### Activity
Show all the lines in the data below that include the word "DependencyOracle".

### Saved data entries
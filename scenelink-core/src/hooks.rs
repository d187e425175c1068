//! Collaborator boundaries.
//!
//! Replication only needs narrow contracts from the rest of an application:
//! how an object's type-specific payload is encoded, whether a hidden object
//! is still needed by something visible, and where local edits go for undo.

use std::collections::BTreeSet;

use crate::events::SceneEvent;
use crate::object::SceneObject;
use crate::store::{SceneStore, StoreError};

/// Encodes and installs the type-specific payload of an object.
///
/// `decode` runs while the object is being constructed from a received
/// record and may mutate the store freely; any events it fires are
/// attributed to that object.
pub trait PayloadCodec: Send + Sync {
    fn encode(&self, object: &SceneObject) -> Vec<u8>;

    fn decode(&self, store: &mut SceneStore, name: &str, bytes: Vec<u8>) -> Result<(), StoreError>;
}

/// Passes payload bytes through untouched.
#[derive(Debug, Clone, Copy, Default)]
pub struct OpaquePayload;

impl PayloadCodec for OpaquePayload {
    fn encode(&self, object: &SceneObject) -> Vec<u8> {
        object.payload.clone()
    }

    fn decode(&self, store: &mut SceneStore, name: &str, bytes: Vec<u8>) -> Result<(), StoreError> {
        store.set_payload(name, bytes)
    }
}

/// Answers whether an undisplayed object is still depended upon by
/// something else (and so must be part of a full-scene snapshot).
pub trait DependencyOracle: Send + Sync {
    fn is_depended_upon(&self, store: &SceneStore, name: &str) -> bool;
}

/// Nothing depends on anything.
#[derive(Debug, Clone, Copy, Default)]
pub struct NoDependencies;

impl DependencyOracle for NoDependencies {
    fn is_depended_upon(&self, _store: &SceneStore, _name: &str) -> bool {
        false
    }
}

/// A fixed set of names that are always depended upon.
#[derive(Debug, Clone, Default)]
pub struct FixedDependencies(pub BTreeSet<String>);

impl FixedDependencies {
    pub fn new<I, S>(names: I) -> Self
    where
        I: IntoIterator<Item = S>,
        S: Into<String>,
    {
        Self(names.into_iter().map(Into::into).collect())
    }
}

impl DependencyOracle for FixedDependencies {
    fn is_depended_upon(&self, _store: &SceneStore, name: &str) -> bool {
        self.0.contains(name)
    }
}

/// Receives local edits before they are replicated.
pub trait UndoSink: Send {
    fn record(&mut self, event: &SceneEvent);
}

impl UndoSink for Vec<SceneEvent> {
    fn record(&mut self, event: &SceneEvent) {
        self.push(event.clone());
    }
}

#[cfg(test)]
mod tests {
    use super::*;

    #[test]
    fn test_opaque_payload_roundtrip() {
        let mut store = SceneStore::new();
        store
            .add_object(SceneObject::geometry("a").with_payload(vec![1, 2, 3]))
            .unwrap();
        let bytes = OpaquePayload.encode(store.get("a").unwrap());
        assert_eq!(bytes, vec![1, 2, 3]);

        OpaquePayload.decode(&mut store, "a", vec![9]).unwrap();
        assert_eq!(store.get("a").unwrap().payload, vec![9]);
    }

    #[test]
    fn test_dependency_oracles() {
        let store = SceneStore::new();
        assert!(!NoDependencies.is_depended_upon(&store, "x"));
        let fixed = FixedDependencies::new(["x"]);
        assert!(fixed.is_depended_upon(&store, "x"));
        assert!(!fixed.is_depended_upon(&store, "y"));
    }
}
//! Scene objects and partial updates to them.

use std::collections::BTreeMap;

use crate::globals::Color;

/// Broad object category.
///
/// Only geometry carries color, transform, transparency and texture;
/// setting those on an `Element` is a type mismatch.
#[derive(Debug, Clone, Copy, PartialEq, Eq)]
pub enum ObjectKind {
    Geometry,
    Element,
}

impl ObjectKind {
    pub fn as_str(self) -> &'static str {
        match self {
            Self::Geometry => "geometry",
            Self::Element => "element",
        }
    }

    pub fn parse(s: &str) -> Option<Self> {
        match s {
            "geometry" => Some(Self::Geometry),
            "element" => Some(Self::Element),
            _ => None,
        }
    }
}

/// Row-major 4×4 affine transform.
#[derive(Debug, Clone, Copy, PartialEq)]
pub struct Transform(pub [f64; 16]);

impl Transform {
    pub const IDENTITY: Transform = Transform([
        1.0, 0.0, 0.0, 0.0, //
        0.0, 1.0, 0.0, 0.0, //
        0.0, 0.0, 1.0, 0.0, //
        0.0, 0.0, 0.0, 1.0,
    ]);

    pub fn translation(x: f64, y: f64, z: f64) -> Self {
        let mut m = Self::IDENTITY.0;
        m[3] = x;
        m[7] = y;
        m[11] = z;
        Self(m)
    }

    pub fn scale(s: f64) -> Self {
        let mut m = Self::IDENTITY.0;
        m[0] = s;
        m[5] = s;
        m[10] = s;
        Self(m)
    }

    pub fn is_identity(&self) -> bool {
        *self == Self::IDENTITY
    }
}

impl Default for Transform {
    fn default() -> Self {
        Self::IDENTITY
    }
}

/// A named scene object.
///
/// The name is fixed at construction. `exists` is managed by the store:
/// an object that has been staged (full state received) but not yet
/// constructed is present in the registry with `exists == false`.
#[derive(Debug, Clone, PartialEq)]
pub struct SceneObject {
    name: String,
    /// Type name understood by payload codecs, e.g. `"mesh"`
    pub class: String,
    pub kind: ObjectKind,
    pub(crate) exists: bool,
    /// Participates in replication
    pub networked: bool,
    /// Included in full-scene snapshots
    pub savable: bool,
    pub color: Color,
    pub xform: Transform,
    pub transparency: Option<f64>,
    pub texture: Option<String>,
    /// Per-object variables
    pub vars: BTreeMap<String, String>,
    /// Opaque type-specific data, interpreted by a `PayloadCodec`
    pub payload: Vec<u8>,
}

impl SceneObject {
    pub fn new(name: impl Into<String>, class: impl Into<String>, kind: ObjectKind) -> Self {
        Self {
            name: name.into(),
            class: class.into(),
            kind,
            exists: false,
            networked: true,
            savable: true,
            color: Color::default(),
            xform: Transform::IDENTITY,
            transparency: None,
            texture: None,
            vars: BTreeMap::new(),
            payload: Vec::new(),
        }
    }

    /// Networked, savable geometry of class `mesh`.
    pub fn geometry(name: impl Into<String>) -> Self {
        Self::new(name, "mesh", ObjectKind::Geometry)
    }

    pub fn with_color(mut self, color: Color) -> Self {
        self.color = color;
        self
    }

    pub fn with_xform(mut self, xform: Transform) -> Self {
        self.xform = xform;
        self
    }

    pub fn with_payload(mut self, payload: Vec<u8>) -> Self {
        self.payload = payload;
        self
    }

    pub fn with_networked(mut self, networked: bool) -> Self {
        self.networked = networked;
        self
    }

    pub fn with_savable(mut self, savable: bool) -> Self {
        self.savable = savable;
        self
    }

    pub fn name(&self) -> &str {
        &self.name
    }

    pub fn exists(&self) -> bool {
        self.exists
    }

    pub fn is_geometry(&self) -> bool {
        self.kind == ObjectKind::Geometry
    }

    /// Copy everything except identity and existence from `other`.
    pub(crate) fn refresh_from(&mut self, other: SceneObject) {
        let exists = self.exists;
        let name = std::mem::take(&mut self.name);
        *self = other;
        self.name = name;
        self.exists = exists;
    }
}

/// A partial update to a live object's state.
///
/// `None` means "leave unchanged". For the optional attributes the inner
/// `Option` is the new value, so `Some(None)` clears it.
#[derive(Debug, Clone, Default, PartialEq)]
pub struct ObjectPatch {
    pub color: Option<Color>,
    pub xform: Option<Transform>,
    pub transparency: Option<Option<f64>>,
    pub texture: Option<Option<String>>,
    pub payload: Option<Vec<u8>>,
}

impl ObjectPatch {
    /// A patch that carries every mutable attribute of `object`. Elements
    /// only carry their payload.
    pub fn from_object(object: &SceneObject) -> Self {
        let payload = Some(object.payload.clone());
        if !object.is_geometry() {
            return Self {
                payload,
                ..Self::default()
            };
        }
        Self {
            color: Some(object.color),
            xform: Some(object.xform),
            transparency: Some(object.transparency),
            texture: Some(object.texture.clone()),
            payload,
        }
    }

    pub fn is_empty(&self) -> bool {
        self.color.is_none()
            && self.xform.is_none()
            && self.transparency.is_none()
            && self.texture.is_none()
            && self.payload.is_none()
    }

    /// Whether applying this patch touches attributes only geometry has.
    pub fn touches_geometry(&self) -> bool {
        self.color.is_some()
            || self.xform.is_some()
            || self.transparency.is_some()
            || self.texture.is_some()
    }
}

### Solution
pub trait DependencyOracle: Send + Sync {
impl DependencyOracle for NoDependencies {
impl DependencyOracle for FixedDependencies {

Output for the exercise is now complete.